YOUR TASK -> Where a line of the data holds the word "than", copy that line.

Collected data entries
'''
impl ProposalService {
    pub fn new(repo: Arc<dyn Repository>, mail: MailQueue, mail_config: MailConfig) -> Self {
        Self {
            repo,
            mail,
            mail_config,
        }
    }

    // ------------------------------------------------------------------
    // Speaker side
    // ------------------------------------------------------------------

    /// Submit a proposal while the event CFP is open
    pub async fn submit(
        &self,
        user_id: Uuid,
        event_slug: &str,
        request: SubmitProposalRequest,
    ) -> Result<Proposal, AppError> {
        let event = self
            .repo
            .find_event_by_slug(event_slug)
            .await?
            .ok_or_else(|| not_found_error(format!("Event '{}' not found", event_slug)))?;

        if !event.is_cfp_open() {
            return Err(forbidden_error("The call for papers is not open"));
        }

        if let Some(max) = event.max_proposals {
            let submitted = self
                .repo
                .list_speaker_proposals(user_id)
                .await?
                .iter()
                .filter(|p| p.event_id == event.id)
                .count();
            if submitted as i64 >= i64::from(max) {
                return Err(forbidden_error(format!(
                    "You can submit at most {} proposals to this event",
                    max
                )));
            }
        }

        let proposal = self
            .repo
            .create_proposal(Proposal::new(event.id, user_id, request))
            .await?;
        info!(event = %event.slug, proposal = %proposal.id, "Proposal submitted");
        Ok(proposal)
    }

    /// Edit a proposal. Only while the CFP is open and no decision was made.
    pub async fn update(
        &self,
        user_id: Uuid,
        proposal_id: Uuid,
        update: UpdateProposalRequest,
    ) -> Result<Proposal, AppError> {
        let mut proposal = self.editable_proposal(user_id, proposal_id).await?;
        proposal.apply(update);
        self.repo
            .update_pending_proposal(proposal)
            .await?
            .ok_or_else(|| forbidden_error("The proposal has already been deliberated"))
    }

    /// Withdraw (delete) a proposal, with the same rules as editing
    pub async fn withdraw(&self, user_id: Uuid, proposal_id: Uuid) -> Result<(), AppError> {
        let proposal = self.editable_proposal(user_id, proposal_id).await?;
        if !self.repo.delete_pending_proposal(proposal.id).await? {
            return Err(forbidden_error("The proposal has already been deliberated"));
        }
        info!(proposal = %proposal_id, "Proposal withdrawn");
        Ok(())
    }

    /// Proposals of the speaker with unpublished decisions hidden
    pub async fn list_own(&self, user_id: Uuid) -> Result<Vec<SpeakerProposal>, AppError> {
        let proposals = self.repo.list_speaker_proposals(user_id).await?;
        let mut events = HashMap::new();
        let mut result = Vec::with_capacity(proposals.len());

        for mut proposal in proposals {
            if !events.contains_key(&proposal.event_id) {
                if let Some(event) = self.repo.find_event(proposal.event_id).await? {
                    events.insert(event.id, event);
                }
            }
            let Some(event) = events.get(&proposal.event_id) else {
                continue;
            };
            proposal.deliberation = proposal.deliberation.visible_to_speaker();
            result.push(SpeakerProposal {
                proposal,
                event_slug: event.slug.clone(),
                event_name: event.name.clone(),
            });
        }
        Ok(result)
    }

    /// Speaker answer to an accepted, published proposal
    pub async fn confirm(
        &self,
        user_id: Uuid,
        proposal_id: Uuid,
        answer: SpeakerAnswer,
    ) -> Result<Proposal, AppError> {
        let mut proposal = self.speaker_proposal(user_id, proposal_id).await?;
        let expected = proposal.deliberation;
        proposal.deliberation.confirm(answer)?;
        proposal.updated_at = Utc::now();

        let proposal = self
            .repo
            .transition_proposal(expected, proposal)
            .await?
            .ok_or(TransitionError::Concurrent)?;
        info!(proposal = %proposal_id, answer = ?answer, "Speaker answered");
        Ok(proposal)
    }

    /// Accepted, published proposals still waiting for the speaker
    pub async fn notifications(&self, user_id: Uuid) -> Result<Vec<SpeakerNotification>, AppError> {
        let mut feed = Vec::new();
        for proposal in self.repo.list_speaker_proposals(user_id).await? {
            if !proposal.deliberation.awaits_confirmation() {
                continue;
            }
            let Some(event) = self.repo.find_event(proposal.event_id).await? else {
                continue;
            };
            feed.push(SpeakerNotification {
                kind: NotificationKind::AcceptedProposal,
                proposal_id: proposal.id,
                proposal_title: proposal.title,
                event_slug: event.slug,
                event_name: event.name,
                date: proposal.updated_at,
            });
        }
        Ok(feed)
    }

    async fn speaker_proposal(&self, user_id: Uuid, proposal_id: Uuid) -> Result<Proposal, AppError> {
        let proposal = self
            .repo
            .find_proposal(proposal_id)
            .await?
            .ok_or_else(|| not_found_error(format!("Proposal {} not found", proposal_id)))?;
        if !proposal.is_speaker(user_id) {
            return Err(forbidden_error("You are not a speaker of this proposal"));
        }
        Ok(proposal)
    }

    async fn editable_proposal(&self, user_id: Uuid, proposal_id: Uuid) -> Result<Proposal, AppError> {
        let proposal = self.speaker_proposal(user_id, proposal_id).await?;
        let event = self
            .repo
            .find_event(proposal.event_id)
            .await?
            .ok_or_else(|| not_found_error("Event not found"))?;

        if !event.is_cfp_open() {
            return Err(forbidden_error("The call for papers is closed"));
        }
        if proposal.deliberation.deliberation_status != DeliberationStatus::Pending {
            return Err(forbidden_error("The proposal has already been deliberated"));
        }
        Ok(proposal)
    }

    // ------------------------------------------------------------------
    // Organizer side
    // ------------------------------------------------------------------

    /// Filtered, sorted and paginated proposals of an event
    pub async fn list_event_proposals(
        &self,
        user_id: Uuid,
        team_slug: &str,
        event_slug: &str,
        query: ProposalListQuery,
    ) -> Result<ProposalPage, AppError> {
        let (team, member) = team_membership(self.repo.as_ref(), team_slug, user_id).await?;
        let event = team_event(self.repo.as_ref(), &team, event_slug).await?;

        let search = query
            .query
            .as_deref()
            .map(str::trim)
            .filter(|q| !q.is_empty())
            .map(str::to_lowercase);
        let proposals: Vec<Proposal> = self
            .repo
            .list_event_proposals(event.id)
            .await?
            .into_iter()
            .filter(|p| query.status.map_or(true, |s| matches_status(&p.deliberation, s)))
            .filter(|p| {
                search
                    .as_ref()
                    .map_or(true, |q| p.title.to_lowercase().contains(q.as_str()))
            })
            .collect();

        let ids: Vec<Uuid> = proposals.iter().map(|p| p.id).collect();
        let mut reviews: HashMap<Uuid, Vec<Review>> = HashMap::new();
        for review in self.repo.list_reviews(&ids).await? {
            reviews.entry(review.proposal_id).or_default().push(review);
        }

        let show_reviews = event.display_proposals_reviews || member.role.sees_all_reviews();
        let users = if event.display_proposals_speakers {
            let speaker_ids: Vec<Uuid> = proposals.iter().flat_map(|p| p.speakers.clone()).collect();
            users_by_id(self.repo.as_ref(), &speaker_ids).await?
        } else {
            HashMap::new()
        };

        let mut rows: Vec<(Option<f64>, ProposalSummary)> = proposals
            .into_iter()
            .filter_map(|p| {
                let ratings = reviews.get(&p.id).map(Vec::as_slice).unwrap_or(&[]);
                let details = ReviewDetails::new(ratings);
                let mine = details.from_user(user_id);
                let reviewed = mine.is_some();
                if let Some(filter) = query.reviews {
                    if (filter == ReviewFilter::Reviewed) != reviewed {
                        return None;
                    }
                }
                let summary = details.summary();
                Some((
                    summary.average,
                    ProposalSummary {
                        id: p.id,
                        speakers: p
                            .speakers
                            .iter()
                            .filter_map(|id| users.get(id).map(SpeakerInfo::from))
                            .collect(),
                        title: p.title,
                        deliberation: p.deliberation,
                        reviews: show_reviews.then_some(summary),
                        my_review: mine.map(|r| OwnRating {
                            feeling: r.feeling,
                            score: r.score,
                        }),
                        created_at: p.created_at,
                    },
                ))
            })
            .collect();

        match query.sort {
            SortOrder::Newest => rows.sort_by(|a, b| b.1.created_at.cmp(&a.1.created_at)),
            SortOrder::Oldest => rows.sort_by(|a, b| a.1.created_at.cmp(&b.1.created_at)),
            SortOrder::Highest => rows.sort_by(|a, b| compare_averages(a.0, b.0, true)),
            SortOrder::Lowest => rows.sort_by(|a, b| compare_averages(a.0, b.0, false)),
        }

        let per_page = query.per_page.unwrap_or(DEFAULT_PAGE_SIZE).clamp(1, MAX_PAGE_SIZE);
        let page = query.page.unwrap_or(1).max(1);
        let total = rows.len();
        let proposals = rows
            .into_iter()
            .skip((page - 1).saturating_mul(per_page))
            .take(per_page)
            .map(|(_, summary)| summary)
            .collect();

        debug!(event = %event.slug, total, page, "Listed proposals");
        Ok(ProposalPage {
            proposals,
            total,
            page,
            per_page,
        })
    }

    /// Record the organizers' decision on a proposal
    pub async fn deliberate(
        &self,
        user_id: Uuid,
        team_slug: &str,
        event_slug: &str,
        proposal_id: Uuid,
        decision: Decision,
    ) -> Result<Proposal, AppError> {
        let (team, member) = team_membership(self.repo.as_ref(), team_slug, user_id).await?;
        if !member.role.can_deliberate() {
            return Err(forbidden_error("Only owners and members can deliberate"));
        }
        let event = team_event(self.repo.as_ref(), &team, event_slug).await?;
        let mut proposal = event_proposal(self.repo.as_ref(), &event, proposal_id).await?;

        let expected = proposal.deliberation;
        proposal.deliberation.deliberate(decision)?;
        proposal.updated_at = Utc::now();
        let proposal = self
            .repo
            .transition_proposal(expected, proposal)
            .await?
            .ok_or(TransitionError::Concurrent)?;

        info!(proposal = %proposal_id, decision = ?decision, "Proposal deliberated");
        Ok(proposal)
    }

    /// Publish every decided, unpublished proposal of one outcome and
    /// optionally email the speakers.
    pub async fn publish_results(
        &self,
        user_id: Uuid,
        team_slug: &str,
        event_slug: &str,
        request: PublicationRequest,
    ) -> Result<PublicationResult, AppError> {
        let (team, member) = team_membership(self.repo.as_ref(), team_slug, user_id).await?;
        if !member.role.can_deliberate() {
            return Err(forbidden_error("Only owners and members can publish results"));
        }
        let event = team_event(self.repo.as_ref(), &team, event_slug).await?;
        let outcome = DeliberationStatus::from(request.outcome);

        let mut transitions = Vec::new();
        for mut proposal in self.repo.list_event_proposals(event.id).await? {
            if proposal.deliberation.deliberation_status != outcome
                || proposal.deliberation.is_published()
            {
                continue;
            }
            let expected = proposal.deliberation;
            proposal.deliberation.publish()?;
            proposal.updated_at = Utc::now();
            transitions.push((expected, proposal));
        }
        if transitions.is_empty() {
            return Ok(PublicationResult {
                published: 0,
                emails_queued: 0,
            });
        }

        // Proposals changed since the listing are left for the next publication
        let published_proposals = self.repo.transition_proposals(transitions).await?;
        let published = published_proposals.len();

        let mut emails_queued = 0;
        if request.send_email && published > 0 {
            let speaker_ids: Vec<Uuid> = published_proposals
                .iter()
                .flat_map(|p| p.speakers.clone())
                .collect();
            let users = users_by_id(self.repo.as_ref(), &speaker_ids).await?;
            let messages = publication_messages(&event, &published_proposals, &users);
            emails_queued = spawn_campaign(&self.mail, messages, self.mail_config.batch_size);
        }

        info!(
            event = %event.slug,
            outcome = %outcome,
            published,
            emails_queued,
            "Results published"
        );
        Ok(PublicationResult {
            published,
            emails_queued,
        })
    }
}
//! Core types for Marketstall.
//!
//! This module provides type-safe wrappers for common domain concepts.

pub mod cart_name;
pub mod credentials;
pub mod id;
pub mod price;
pub mod quantity;
pub mod status;

pub use cart_name::{CartName, CartNameError};
pub use credentials::{Credentials, CredentialsError, Password, Username};
pub use id::*;
pub use price::{CurrencyCode, Discount, DiscountError, Price};
pub use quantity::{Quantity, QuantityError};
pub use status::*;
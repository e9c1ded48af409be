//! Marketstall Core - Shared domain types.
//!
//! This crate provides the types shared by every Marketstall component:
//! - `storefront` - Backend-for-frontend server and commerce API client
//! - `cli` - Command-line front end for the same operations
//!
//! # Architecture
//!
//! The core crate contains only types and validation - no I/O, no HTTP
//! clients. The commerce backend owns all durable state; these types describe
//! the transient copies the storefront holds.
//!
//! # Modules
//!
//! - [`types`] - Newtype IDs, prices and discounts, quantities, cart names,
//!   statuses and login credentials

#![cfg_attr(not(test), forbid(unsafe_code))]

pub mod types;

pub use types::*;
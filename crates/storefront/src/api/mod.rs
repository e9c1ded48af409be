//! Commerce backend REST client.
//!
//! # Architecture
//!
//! - `reqwest` for HTTP, JSON bodies and the login form
//! - The backend is the source of truth - NO local sync, direct API calls
//! - In-memory caching via `moka`, grouped by [`CacheTag`]; mutations
//!   invalidate their tag
//! - Backend errors are classified into [`ApiError`] so callers can tell
//!   "log in again" from "backend unreachable"
//!
//! # Example
//!
//! ```rust,ignore
//! use marketstall_storefront::api::{ApiClient, Authorization};
//!
//! let client = ApiClient::new(&config.api)?;
//! let login = client.login(&LoginForm::parse("shopper", "hunter22")?, false).await?;
//! let auth = login.token.bearer();
//!
//! let carts = client.list_carts(&auth, false).await?;
//! ```

mod auth;
mod cache;
mod cart;
pub mod endpoints;
mod products;
pub mod types;

pub use auth::{AccessToken, Authorization, LoginForm, LoginOutcome, Principal};
pub use cache::{CacheKey, CacheTag, CacheValue};
pub use types::*;

use std::sync::Arc;

use moka::future::Cache;
use reqwest::{RequestBuilder, Response, StatusCode};
use serde::Deserialize;
use serde::de::DeserializeOwned;
use thiserror::Error;
use url::Url;

use crate::config::ApiConfig;

/// Maximum characters of a response body kept in error messages and logs.
const BODY_PREVIEW_CHARS: usize = 200;

// =============================================================================
// Errors
// =============================================================================

/// Errors that can occur when talking to the commerce backend.
#[derive(Debug, Error)]
pub enum ApiError {
    /// No valid session (HTTP 401).
    #[error("Authentication required: {0}")]
    AuthRequired(String),

    /// Authenticated but lacking a permission (HTTP 403).
    #[error("Forbidden: {0}")]
    Forbidden(String),

    /// Resource not found (HTTP 404).
    #[error("Not found: {0}")]
    NotFound(String),

    /// Input rejected, locally or by the backend (HTTP 400/422).
    #[error("Validation failed: {0}")]
    ValidationFailed(String),

    /// Conflicting state, e.g. a duplicate entity (HTTP 409).
    #[error("Conflict: {0}")]
    Conflict(String),

    /// Rate limited by the backend.
    #[error("Rate limited, retry after {0} seconds")]
    RateLimited(u64),

    /// The backend failed (HTTP 5xx).
    #[error("Backend error {status}: {message}")]
    Server { status: u16, message: String },

    /// Any other non-success status.
    #[error("Unexpected status {status}: {message}")]
    UnexpectedStatus { status: u16, message: String },

    /// The backend could not be reached (connect failure or timeout).
    #[error("Backend unavailable: {0}")]
    NetworkUnavailable(#[source] reqwest::Error),

    /// HTTP request failed for another reason.
    #[error("HTTP error: {0}")]
    Http(#[source] reqwest::Error),

    /// JSON parsing failed.
    #[error("JSON parse error: {0}")]
    Parse(#[from] serde_json::Error),

    /// The configured base URL cannot address an endpoint.
    #[error("Invalid URL: {0}")]
    Url(#[from] url::ParseError),
}

impl ApiError {
    /// Whether retrying the same request later may succeed.
    #[must_use]
    pub const fn is_transient(&self) -> bool {
        matches!(
            self,
            Self::NetworkUnavailable(_) | Self::RateLimited(_) | Self::Server { .. }
        )
    }

    /// Whether the caller must authenticate (again).
    #[must_use]
    pub const fn is_auth_failure(&self) -> bool {
        matches!(self, Self::AuthRequired(_) | Self::Forbidden(_))
    }

    /// Human-readable message suitable for showing to the user.
    #[must_use]
    pub fn user_message(&self) -> String {
        match self {
            Self::AuthRequired(msg)
            | Self::Forbidden(msg)
            | Self::NotFound(msg)
            | Self::ValidationFailed(msg)
            | Self::Conflict(msg) => msg.clone(),
            Self::RateLimited(_) => "Too many requests, please try again shortly".to_string(),
            Self::NetworkUnavailable(_) => "The store is unreachable right now".to_string(),
            _ => "Something went wrong, please try again".to_string(),
        }
    }

    /// Classify a transport-level failure.
    pub(crate) fn from_transport(err: reqwest::Error) -> Self {
        if err.is_connect() || err.is_timeout() {
            Self::NetworkUnavailable(err)
        } else {
            Self::Http(err)
        }
    }

    /// Classify a non-success response from its status and body.
    #[must_use]
    pub fn from_status(status: StatusCode, body: &str) -> Self {
        let message = error_message(status, body);
        match status.as_u16() {
            400 | 422 => Self::ValidationFailed(message),
            401 => Self::AuthRequired(message),
            403 => Self::Forbidden(message),
            404 => Self::NotFound(message),
            409 => Self::Conflict(message),
            code @ 500..=599 => Self::Server {
                status: code,
                message,
            },
            code => Self::UnexpectedStatus {
                status: code,
                message,
            },
        }
    }
}

/// Error body in the backend's format.
#[derive(Debug, Deserialize)]
struct ErrorBody {
    detail: ErrorDetail,
}

#[derive(Debug, Deserialize)]
#[serde(untagged)]
enum ErrorDetail {
    Message(String),
    Validation(Vec<ValidationIssue>),
    Other(serde_json::Value),
}

#[derive(Debug, Deserialize)]
struct ValidationIssue {
    #[serde(default)]
    loc: Vec<serde_json::Value>,
    msg: String,
}

/// Extract the most useful message from an error body.
fn error_message(status: StatusCode, body: &str) -> String {
    if let Ok(parsed) = serde_json::from_str::<ErrorBody>(body) {
        return match parsed.detail {
            ErrorDetail::Message(msg) => msg,
            ErrorDetail::Validation(issues) => issues
                .iter()
                .map(|issue| {
                    let loc = issue
                        .loc
                        .iter()
                        .map(|part| match part {
                            serde_json::Value::String(s) => s.clone(),
                            other => other.to_string(),
                        })
                        .collect::<Vec<_>>()
                        .join(".");
                    if loc.is_empty() {
                        issue.msg.clone()
                    } else {
                        format!("{loc}: {}", issue.msg)
                    }
                })
                .collect::<Vec<_>>()
                .join("; "),
            ErrorDetail::Other(value) => value.to_string(),
        };
    }

    let trimmed = body.trim();
    if trimmed.is_empty() {
        status
            .canonical_reason()
            .unwrap_or("no response body")
            .to_string()
    } else {
        trimmed.chars().take(BODY_PREVIEW_CHARS).collect()
    }
}

// =============================================================================
// ApiClient
// =============================================================================

/// Client for the commerce backend.
///
/// Cheaply cloneable; clones share the connection pool and the cache.
#[derive(Clone)]
pub struct ApiClient {
    inner: Arc<ApiClientInner>,
}

struct ApiClientInner {
    client: reqwest::Client,
    base_url: Url,
    cache: Cache<CacheKey, CacheValue>,
}

impl ApiClient {
    /// Create a new backend client.
    ///
    /// # Errors
    ///
    /// Returns an error if the HTTP client cannot be constructed.
    pub fn new(config: &ApiConfig) -> Result<Self, ApiError> {
        let client = reqwest::Client::builder()
            .timeout(config.timeout)
            .build()
            .map_err(ApiError::Http)?;

        let cache = Cache::builder()
            .max_capacity(config.cache_capacity)
            .time_to_live(config.cache_ttl)
            .support_invalidation_closures()
            .build();

        Ok(Self {
            inner: Arc::new(ApiClientInner {
                client,
                base_url: config.base_url.clone(),
                cache,
            }),
        })
    }

    /// The backend base URL.
    #[must_use]
    pub fn base_url(&self) -> &Url {
        &self.inner.base_url
    }

    /// The underlying HTTP client.
    #[must_use]
    pub fn http(&self) -> &reqwest::Client {
        &self.inner.client
    }

    /// Absolute URL for a backend path, keeping any path prefix of the base.
    ///
    /// # Errors
    ///
    /// Returns an error if the joined URL is invalid.
    pub fn endpoint(&self, path: &str) -> Result<Url, ApiError> {
        let base = self.inner.base_url.as_str().trim_end_matches('/');
        Ok(Url::parse(&format!("{base}{path}"))?)
    }

    /// Send a request and classify non-success responses.
    async fn send(&self, request: RequestBuilder) -> Result<Response, ApiError> {
        let response = request.send().await.map_err(ApiError::from_transport)?;
        let status = response.status();

        if status.is_success() {
            return Ok(response);
        }

        if status == StatusCode::TOO_MANY_REQUESTS {
            let retry_after = response
                .headers()
                .get(reqwest::header::RETRY_AFTER)
                .and_then(|v| v.to_str().ok())
                .and_then(|s| s.parse::<u64>().ok())
                .unwrap_or(1);
            return Err(ApiError::RateLimited(retry_after));
        }

        let body = response.text().await.unwrap_or_default();
        let err = ApiError::from_status(status, &body);
        if status.is_server_error() {
            tracing::error!(
                status = %status,
                body = %body.chars().take(BODY_PREVIEW_CHARS * 2).collect::<String>(),
                "Backend returned server error"
            );
        } else {
            tracing::debug!(status = %status, error = %err, "Backend rejected request");
        }
        Err(err)
    }

    /// Send a request and parse a JSON body.
    async fn send_json<T: DeserializeOwned>(&self, request: RequestBuilder) -> Result<T, ApiError> {
        let response = self.send(request).await?;
        Self::read_json(response).await
    }

    /// Parse the JSON body of a successful response.
    async fn read_json<T: DeserializeOwned>(response: Response) -> Result<T, ApiError> {
        let text = response.text().await.map_err(ApiError::from_transport)?;

        serde_json::from_str(&text).map_err(|e| {
            tracing::error!(
                error = %e,
                body = %text.chars().take(BODY_PREVIEW_CHARS * 2).collect::<String>(),
                "Failed to parse backend response"
            );
            ApiError::Parse(e)
        })
    }

    /// Evict every cached response carrying `tag`.
    pub fn invalidate(&self, tag: CacheTag) {
        if let Err(e) = self
            .inner
            .cache
            .invalidate_entries_if(move |key, _| key.tag() == tag)
        {
            tracing::warn!(?tag, error = %e, "Failed to invalidate cache tag");
        }
    }
}

#[cfg(test)]
#[allow(clippy::unwrap_used)]
mod tests {
    use super::*;

    #[test]
    fn test_from_status_classification() {
        let detail = r#"{"detail": "Not authenticated"}"#;
        assert!(matches!(
            ApiError::from_status(StatusCode::UNAUTHORIZED, detail),
            ApiError::AuthRequired(msg) if msg == "Not authenticated"
        ));
        assert!(matches!(
            ApiError::from_status(StatusCode::FORBIDDEN, detail),
            ApiError::Forbidden(_)
        ));
        assert!(matches!(
            ApiError::from_status(StatusCode::NOT_FOUND, ""),
            ApiError::NotFound(msg) if msg == "Not Found"
        ));
        assert!(matches!(
            ApiError::from_status(StatusCode::CONFLICT, detail),
            ApiError::Conflict(_)
        ));
        assert!(matches!(
            ApiError::from_status(StatusCode::BAD_GATEWAY, "upstream down"),
            ApiError::Server { status: 502, message } if message == "upstream down"
        ));
        assert!(matches!(
            ApiError::from_status(StatusCode::IM_A_TEAPOT, ""),
            ApiError::UnexpectedStatus { status: 418, .. }
        ));
    }

    #[test]
    fn test_validation_detail_is_flattened() {
        let body = r#"{"detail": [
            {"loc": ["body", "name"], "msg": "String should have at least 1 character", "type": "string_too_short"},
            {"loc": ["query", "page"], "msg": "Input should be greater than 0"}
        ]}"#;
        let err = ApiError::from_status(StatusCode::UNPROCESSABLE_ENTITY, body);
        assert_eq!(
            err.to_string(),
            "Validation failed: body.name: String should have at least 1 character; query.page: Input should be greater than 0"
        );
    }

    #[test]
    fn test_long_plain_body_is_truncated() {
        let body = "x".repeat(1000);
        let err = ApiError::from_status(StatusCode::BAD_REQUEST, &body);
        assert!(matches!(err, ApiError::ValidationFailed(msg) if msg.len() == BODY_PREVIEW_CHARS));
    }

    #[test]
    fn test_transient_and_auth_flags() {
        assert!(ApiError::RateLimited(3).is_transient());
        assert!(
            ApiError::Server {
                status: 503,
                message: String::new()
            }
            .is_transient()
        );
        assert!(!ApiError::AuthRequired(String::new()).is_transient());
        assert!(ApiError::AuthRequired(String::new()).is_auth_failure());
        assert!(!ApiError::NotFound(String::new()).is_auth_failure());
    }

    #[test]
    fn test_user_message_hides_internals() {
        let err = ApiError::Server {
            status: 500,
            message: "Traceback (most recent call last)".to_string(),
        };
        assert!(!err.user_message().contains("Traceback"));

        let err = ApiError::ValidationFailed("Incorrect username or password".to_string());
        assert_eq!(err.user_message(), "Incorrect username or password");
    }

    #[test]
    fn test_endpoint_keeps_base_path() {
        let config = ApiConfig {
            base_url: Url::parse("http://backend.local/shop/").unwrap(),
            ..ApiConfig::default()
        };
        let client = ApiClient::new(&config).unwrap();
        let url = client.endpoint(endpoints::PRODUCTS).unwrap();
        assert_eq!(url.as_str(), "http://backend.local/shop/api/v1/product");
    }
}
//! Local CLI state: the backend token and the default cart selection.
//!
//! Stored as JSON under the user's config directory
//! (`<config>/marketstall/state.json`). The token is wrapped in a
//! [`Persisted`] and dropped once older than [`DEFAULT_TTL`].

use std::fs;
use std::io;
use std::path::{Path, PathBuf};

use serde::{Deserialize, Serialize};

use marketstall_storefront::api::{AccessToken, Authorization};
use marketstall_storefront::cart::{DEFAULT_TTL, DefaultCartAction, DefaultCartSlice, Persisted};

use crate::error::CliError;

/// Everything the CLI remembers between runs.
#[derive(Debug, Clone, Default, PartialEq, Eq, Serialize, Deserialize)]
pub struct CliState {
    #[serde(default)]
    pub token: Option<Persisted<String>>,
    #[serde(default)]
    pub default_cart: DefaultCartSlice,
}

impl CliState {
    /// Credentials for backend calls, if a fresh token is stored.
    #[must_use]
    pub fn authorization(&self) -> Option<Authorization> {
        self.token
            .clone()
            .and_then(|token| token.into_fresh(DEFAULT_TTL))
            .map(|token| AccessToken::new(token).bearer())
    }

    /// Remember a new login. Any previous cart selection belonged to the
    /// previous login and is dropped.
    pub fn logged_in(&mut self, token: &AccessToken) {
        self.token = Some(Persisted::new(token.expose().to_string()));
        self.default_cart.reduce(DefaultCartAction::Reset);
    }

    /// Forget the token and the cart selection.
    pub fn logged_out(&mut self) {
        self.token = None;
        self.default_cart.reduce(DefaultCartAction::Reset);
    }
}

/// Location of the state file.
#[derive(Debug, Clone)]
pub struct StateFile {
    path: PathBuf,
}

impl StateFile {
    /// State file at an explicit path.
    pub fn new(path: impl Into<PathBuf>) -> Self {
        Self { path: path.into() }
    }

    /// State file in the user's config directory.
    ///
    /// # Errors
    ///
    /// Returns [`CliError::NoConfigDir`] if the platform has no config
    /// directory.
    pub fn default_location() -> Result<Self, CliError> {
        let dir = dirs::config_dir().ok_or(CliError::NoConfigDir)?;
        Ok(Self::new(dir.join("marketstall").join("state.json")))
    }

    #[must_use]
    pub fn path(&self) -> &Path {
        &self.path
    }

    /// Read the stored state.
    ///
    /// A missing file is an empty state. So is an unreadable one, with a
    /// warning, since everything in it can be recovered by logging in again.
    ///
    /// # Errors
    ///
    /// Returns an error if the file exists but cannot be read.
    pub fn load(&self) -> Result<CliState, CliError> {
        let raw = match fs::read_to_string(&self.path) {
            Ok(raw) => raw,
            Err(e) if e.kind() == io::ErrorKind::NotFound => return Ok(CliState::default()),
            Err(e) => return Err(e.into()),
        };

        match serde_json::from_str(&raw) {
            Ok(state) => Ok(state),
            Err(e) => {
                tracing::warn!(path = %self.path.display(), error = %e, "Ignoring corrupt state file");
                Ok(CliState::default())
            }
        }
    }

    /// Write the state, replacing the previous file.
    ///
    /// # Errors
    ///
    /// Returns an error if the directory or file cannot be written.
    pub fn save(&self, state: &CliState) -> Result<(), CliError> {
        if let Some(parent) = self.path.parent() {
            fs::create_dir_all(parent)?;
        }

        let tmp = self.path.with_extension("json.tmp");
        write_private(&tmp, &serde_json::to_vec_pretty(state)?)?;
        fs::rename(&tmp, &self.path)?;

        tracing::debug!(path = %self.path.display(), "State saved");
        Ok(())
    }
}

#[cfg(unix)]
fn write_private(path: &Path, contents: &[u8]) -> io::Result<()> {
    use std::io::Write;
    use std::os::unix::fs::OpenOptionsExt;

    let mut file = fs::OpenOptions::new()
        .write(true)
        .create(true)
        .truncate(true)
        .mode(0o600)
        .open(path)?;
    file.write_all(contents)
}

#[cfg(not(unix))]
fn write_private(path: &Path, contents: &[u8]) -> io::Result<()> {
    fs::write(path, contents)
}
'''
WRITTEN REPLY ->
            {"loc": ["query", "page"], "msg": "Input should be greater than 0"}
            "Validation failed: body.name: String should have at least 1 character; query.page: Input should be greater than 0"
//! [`Persisted`] and dropped once older than [`DEFAULT_TTL`].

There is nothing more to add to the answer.